Engana quem acha que após encerrar o prazo de filiação partidária (4 de abril) para os postulantes às eleições de 4 de outubro teremos o cenário definitivo para a eleição de governador do Estado e as duas vagas para o Senado.
Seguirá rocambolesco e embolado por mais um bom tempo. Apenas um nome ganha com tamanha indefinição: Mateus Simões, agora governador de direito e de fato, com a poderosa máquina estadual com sua consequente visibilidade. Com vigor e disposição, seguirá obstinado na difícil conquista de crescimento eleitoral, já que patina nas pesquisas.
Cleitinho segue como um pêndulo, ora dá demonstrações de ser candidato, ora passa a percepção de indecisão. Não obstante a liderança atual nas pesquisas, para a viabilidade de sua candidatura importante não perder o timing de começar efetivamente a pré-campanha, de forma planejada e estruturada.
No campo da esquerda a indefinição é igual ou até mais inadequada para esse campo político. O PT e seu entorno, liderado por Lula, queimam tempo e energia pela espera do sim do senador Rodrigo Pacheco. Mesmo sua provável filiação ao PSB não quer dizer que será candidato ao governo. Empurrará mais pra frente. Dá demonstrações de falta de disposição, de ânimo e estofo para encarar uma dura campanha.
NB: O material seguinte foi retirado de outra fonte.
#[cfg(test)]
mod tests {
    use super::*;
    use crossterm::event::KeyEventState;

    fn key_event(code: KeyCode) -> Event {
        key_event_with_modifiers(code, KeyModifiers::NONE)
    }

    fn key_event_with_modifiers(code: KeyCode, modifiers: KeyModifiers) -> Event {
        Event::Key(KeyEvent {
            code,
            modifiers,
            kind: KeyEventKind::Press,
            state: KeyEventState::NONE,
        })
    }

    fn ctrl(c: char) -> Event {
        key_event_with_modifiers(KeyCode::Char(c), KeyModifiers::CONTROL)
    }

    fn alt(c: char) -> Event {
        key_event_with_modifiers(KeyCode::Char(c), KeyModifiers::ALT)
    }

    #[test]
    fn sync_update_wraps_output() {
        let mut renderer = SurfaceRenderer::new(Vec::new());
        renderer.begin_sync_update().unwrap();
        renderer.end_sync_update().unwrap();
        assert_eq!(renderer.writer().as_slice(), b"\x1b[?2026h\x1b[?2026l");
    }

    #[test]
    fn draw_paints_text_and_status() {
        let mut buffer = TerminalBuffer::new();
        buffer.append("first line\nsecond");
        let mut renderer = SurfaceRenderer::new(Vec::new());
        renderer
            .draw(&buffer, "[reading] book", DrawParams::clamped(20, 4))
            .unwrap();
        let output = String::from_utf8(renderer.writer().clone()).unwrap();
        assert!(output.contains("first line"));
        assert!(output.contains("second"));
        assert!(output.contains("\u{1b}[7m[reading] book      \u{1b}[0m"));
    }

    #[test]
    fn status_line_is_cut_to_width_and_respects_wide_chars() {
        let mut out = Vec::new();
        write_status_line(&mut out, "第一章abc", 7).unwrap();
        assert_eq!(String::from_utf8(out).unwrap(), "\u{1b}[7m第一章a\u{1b}[0m");

        let mut out = Vec::new();
        write_status_line(&mut out, "第一章", 5).unwrap();
        assert_eq!(String::from_utf8(out).unwrap(), "\u{1b}[7m第一 \u{1b}[0m");
    }

    #[test]
    fn widths_cover_hangul_jamo_and_emoji() {
        assert_eq!(char_width('a'), 1);
        assert_eq!(char_width('第'), 2);
        assert_eq!(char_width('\u{A960}'), 2);
        assert_eq!(char_width('\u{1F680}'), 2);
        assert_eq!(char_width('\u{0301}'), 0);
        assert_eq!(display_width("한글🚀"), 6);
    }

    #[test]
    fn tail_lines_wraps_only_what_fits() {
        let mut buffer = TerminalBuffer::new();
        buffer.append("abcdefgh\nxy\n12345");
        assert_eq!(buffer.tail_lines(4, 3), vec!["xy", "1234", "5"]);
        assert_eq!(buffer.tail_lines(4, 10), vec!["abcd", "efgh", "xy", "1234", "5"]);
        assert!(buffer.tail_lines(4, 0).is_empty());

        let mut wide = TerminalBuffer::new();
        wide.append("第一章节");
        assert_eq!(wide.tail_lines(5, 5), vec!["第一", "章节"]);
    }

    #[test]
    fn trailing_newline_starts_an_empty_row() {
        let mut buffer = TerminalBuffer::new();
        buffer.append("line\n");
        assert_eq!(buffer.tail_lines(10, 5), vec!["line", ""]);
        assert_eq!(TerminalBuffer::new().tail_lines(10, 5), vec![""]);
    }

    #[test]
    fn mutations_mark_the_buffer_dirty() {
        let mut buffer = TerminalBuffer::new();
        assert!(!buffer.take_dirty());
        buffer.append("ab");
        assert!(buffer.take_dirty());
        assert!(!buffer.take_dirty());

        buffer.force_cursor_to_end();
        assert_eq!(buffer.cursor(), 2);
        assert!(buffer.take_dirty());

        assert_eq!(buffer.pop_char(), Some('b'));
        assert_eq!(buffer.cursor(), 1);
        assert!(buffer.is_dirty());
        buffer.replace_all("");
        assert_eq!(buffer.char_len(), 0);
        assert_eq!(buffer.pop_char(), None);
    }

    #[test]
    fn status_line_summarises_progress() {
        let status = StatusLine {
            title: Some("novel"),
            state: RevealState::Reading,
            position: 25,
            total: 200,
            chapter: Some("第一章"),
            chunk_size: 5,
            ..StatusLine::default()
        };
        assert_eq!(
            status.to_string(),
            " [reading] novel | 第一章 | 25/200 (12.5%) | chunk 5"
        );

        let prompting = StatusLine {
            prompt: Some("go to position: 4".to_string()),
            ..status
        };
        assert_eq!(prompting.to_string(), " go to position: 4");
    }

    #[test]
    fn plain_characters_become_keystrokes() {
        let mut mapper = EventMapper::new();
        assert_eq!(
            mapper.map_event(key_event(KeyCode::Char('a'))),
            UiEvent::Keystroke(Key::Char('a'))
        );
        assert_eq!(
            mapper.map_event(key_event_with_modifiers(KeyCode::Char('A'), KeyModifiers::SHIFT)),
            UiEvent::Keystroke(Key::Char('A'))
        );
        assert_eq!(
            mapper.map_event(key_event(KeyCode::Char('7'))),
            UiEvent::Keystroke(Key::Char('7'))
        );
        assert_eq!(
            mapper.map_event(key_event(KeyCode::Backspace)),
            UiEvent::Keystroke(Key::Backspace)
        );
        assert_eq!(
            mapper.map_event(key_event(KeyCode::F(5))),
            UiEvent::Keystroke(Key::F(5))
        );
        assert_eq!(
            mapper.map_event(key_event(KeyCode::Modifier(ModifierKeyCode::LeftShift))),
            UiEvent::Keystroke(Key::Modifier(Modifier::Shift))
        );
        assert_eq!(mapper.map_event(key_event(KeyCode::Null)), UiEvent::None);
    }

    #[test]
    fn key_releases_are_dropped() {
        let mut mapper = EventMapper::new();
        let release = Event::Key(KeyEvent {
            code: KeyCode::Char('a'),
            modifiers: KeyModifiers::NONE,
            kind: KeyEventKind::Release,
            state: KeyEventState::NONE,
        });
        assert_eq!(mapper.map_event(release), UiEvent::None);
    }

    #[test]
    fn control_chords_map_to_commands() {
        let mut mapper = EventMapper::new();
        assert_eq!(mapper.map_event(ctrl('r')), UiEvent::Command(Command::StartReading));
        assert_eq!(mapper.map_event(ctrl('p')), UiEvent::Command(Command::TogglePause));
        assert_eq!(mapper.map_event(ctrl('e')), UiEvent::Command(Command::StopReading));
        assert_eq!(mapper.map_event(ctrl('s')), UiEvent::Command(Command::SaveProgress));
        assert_eq!(mapper.map_event(ctrl('n')), UiEvent::Command(Command::NextChapter));
        assert_eq!(mapper.map_event(ctrl('b')), UiEvent::Command(Command::PrevChapter));
        assert_eq!(mapper.map_event(ctrl('q')), UiEvent::Quit);
        assert_eq!(mapper.map_event(ctrl('z')), UiEvent::None);
        assert_eq!(
            mapper.map_event(alt('2')),
            UiEvent::Command(Command::SetOutputMode {
                mode: OutputMode::Fast
            })
        );
    }

    #[test]
    fn jump_prompt_collects_digits_until_enter() {
        let mut mapper = EventMapper::new();
        assert_eq!(mapper.map_event(ctrl('g')), UiEvent::PromptChanged);
        assert_eq!(mapper.mode(), InputMode::JumpPrompt);
        mapper.map_event(key_event(KeyCode::Char('1')));
        mapper.map_event(key_event(KeyCode::Char('2')));
        mapper.map_event(key_event(KeyCode::Char('9')));
        mapper.map_event(key_event(KeyCode::Backspace));
        assert_eq!(mapper.pending_input().as_deref(), Some("go to position: 12"));

        assert_eq!(
            mapper.map_event(key_event(KeyCode::Enter)),
            UiEvent::Command(Command::JumpToPosition { position: 12 })
        );
        assert_eq!(mapper.mode(), InputMode::Normal);
        assert!(mapper.pending_input().is_none());
    }

    #[test]
    fn percent_sign_submits_a_percentage_jump() {
        let mut mapper = EventMapper::new();
        mapper.map_event(ctrl('g'));
        mapper.map_event(key_event(KeyCode::Char('4')));
        mapper.map_event(key_event(KeyCode::Char('5')));
        assert_eq!(
            mapper.map_event(key_event_with_modifiers(KeyCode::Char('%'), KeyModifiers::SHIFT)),
            UiEvent::Command(Command::JumpToPercentage { percent: 45 })
        );
        assert_eq!(mapper.mode(), InputMode::Normal);

        mapper.map_event(ctrl('g'));
        assert_eq!(mapper.map_event(key_event(KeyCode::Char('%'))), UiEvent::PromptChanged);
        assert!(mapper.pending_input().is_none());
    }

    #[test]
    fn control_home_and_end_jump_to_the_edges() {
        let mut mapper = EventMapper::new();
        assert_eq!(
            mapper.map_event(key_event_with_modifiers(KeyCode::Home, KeyModifiers::CONTROL)),
            UiEvent::Command(Command::JumpToStart)
        );
        assert_eq!(
            mapper.map_event(key_event_with_modifiers(KeyCode::End, KeyModifiers::CONTROL)),
            UiEvent::Command(Command::JumpToEnd)
        );
        assert_eq!(
            mapper.map_event(key_event(KeyCode::Home)),
            UiEvent::Keystroke(Key::Home)
        );
    }

    #[test]
    fn jump_prompt_cancels_on_escape_and_ignores_paste() {
        let mut mapper = EventMapper::new();
        mapper.map_event(ctrl('g'));
        assert_eq!(mapper.map_event(Event::Paste("42".into())), UiEvent::None);
        mapper.map_event(key_event(KeyCode::Char('4')));
        assert_eq!(mapper.map_event(key_event(KeyCode::Esc)), UiEvent::PromptChanged);
        assert!(mapper.pending_input().is_none());

        mapper.map_event(ctrl('g'));
        assert_eq!(mapper.map_event(key_event(KeyCode::Enter)), UiEvent::PromptChanged);
        assert_eq!(mapper.mode(), InputMode::Normal);
    }

    #[test]
    fn alt_chords_set_and_recall_marks() {
        let mut mapper = EventMapper::new();
        assert_eq!(mapper.map_event(alt('m')), UiEvent::PromptChanged);
        assert_eq!(mapper.pending_input().as_deref(), Some("set mark:"));
        assert_eq!(
            mapper.map_event(key_event(KeyCode::Char('a'))),
            UiEvent::Command(Command::PutMark { key: 'a' })
        );
        assert!(mapper.pending_input().is_none());

        mapper.map_event(alt('\''));
        assert_eq!(
            mapper.map_event(key_event(KeyCode::Char('a'))),
            UiEvent::Command(Command::GotoMark { key: 'a' })
        );

        mapper.map_event(alt('d'));
        assert_eq!(mapper.pending_input().as_deref(), Some("delete mark:"));
        assert_eq!(
            mapper.map_event(key_event(KeyCode::Char('a'))),
            UiEvent::Command(Command::RemoveMark { key: 'a' })
        );

        mapper.map_event(alt('m'));
        assert_eq!(mapper.map_event(key_event(KeyCode::Esc)), UiEvent::PromptChanged);
        assert!(mapper.pending_input().is_none());
    }

    #[test]
    fn paste_and_resize_pass_through() {
        let mut mapper = EventMapper::new();
        assert_eq!(
            mapper.map_event(Event::Paste("spoiler".into())),
            UiEvent::Paste("spoiler".into())
        );
        assert_eq!(
            mapper.map_event(Event::Resize(80, 24)),
            UiEvent::Resize {
                columns: 80,
                rows: 24
            }
        );
    }
}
Talvez nutra a possibilidade de ser candidato à vice-presidente na chapa com Lula no lugar de Alkmin, ou ainda uma nova vaga no STF. Vai que se agravem ainda mais as situações do Toffoli ou do Moraes com as breves divulgações da delação do Vorcaro e a renúncia de um deles seja iminente.
E nesse diapasão o campo do centro para a esquerda segue solto, sem estratégia, sem planejamento e sem rumo. Consequências virão!
E quanto à eleição para as duas vagas para o Senado, poucos avanços. Isso se deve pois estão diretamente ligadas às definições dos candidatos ao governo e suas composições partidárias.
Marcelo Aro segue firme, mas sem declaração formal da federação União Brasil-PP de quem apoiará ao governo. Pelo PL Domingos Sávio segue favorito pela indicação, mas precisa da declaração explícita da direção nacional do partido, o que está diretamente relacionado ao rumo que o mesmo tomará na disputa para o governo do Estado.
Carlos Viana, que ganhou bom destaque na presidência da CPMI do INSS, ainda não definiu por qual partido tentará a reeleição ao Senado. Aécio Neves do PSDB, bem citado nas pesquisas para o Senado, não bateu o martelo se disputará eleição deste ano e para qual posto. Ou seja, cenário da eleição ao Senado indefinido como a de governo do Estado.
Por fim, jogo totalmente aberto. Em ambas, pesquisas espontâneas indicam mais de 70% de indecisos. A partir de 5 de abril, teremos o mapa partidário definido. Mas o mapa eleitoral concluído, talvez em maio!